WHAT TO WORK ON
Return each line of the material below exactly. Begin at the first and end on the line with "as the transport".
== DATA RECORDS
//! Role-aware negotiation state machine
//!
//! Drives the offer/answer exchange for both roles. A broadcaster's
//! connection publishes inbound tracks into the relay as the transport
//! reports them; a viewer's connection waits on the readiness gate, attaches
//! relayed tracks, and answers. Each negotiation is an independent unit of
//! work: concurrent calls only meet at the registry, the source table, and
//! the gate, and no registry-wide lock is held across a suspension point.

use std::sync::atomic::{AtomicU64, Ordering};
use std::sync::Arc;

use tokio::sync::mpsc;

use crate::error::{Error, Result};
use crate::registry::{Connection, ConnectionId, ConnectionRegistry, ConnectionState, Role};
use crate::relay::{ReadinessGate, RelayError, TrackKind, TrackRelay};
use crate::server::RelayConfig;
use crate::stats::RelayStats;
use crate::transport::{
    SessionDescription, TransportEvent, TransportFactory, TransportState,
};

/// Outcome of a gated wait for one kind
enum WaitOutcome {
    Ready,
    TimedOut,
}

/// Coordinates offer/answer negotiation for broadcasters and viewers
pub struct NegotiationCoordinator {
    registry: Arc<ConnectionRegistry>,
    relay: Arc<TrackRelay>,
    gate: Arc<ReadinessGate>,
    stats: Arc<RelayStats>,
    factory: Arc<dyn TransportFactory>,
    config: RelayConfig,
    next_connection_id: AtomicU64,
}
====
EXERCISE SOLUTION
//! Role-aware negotiation state machine
//!
//! Drives the offer/answer exchange for both roles. A broadcaster's
//! connection publishes inbound tracks into the relay as the transport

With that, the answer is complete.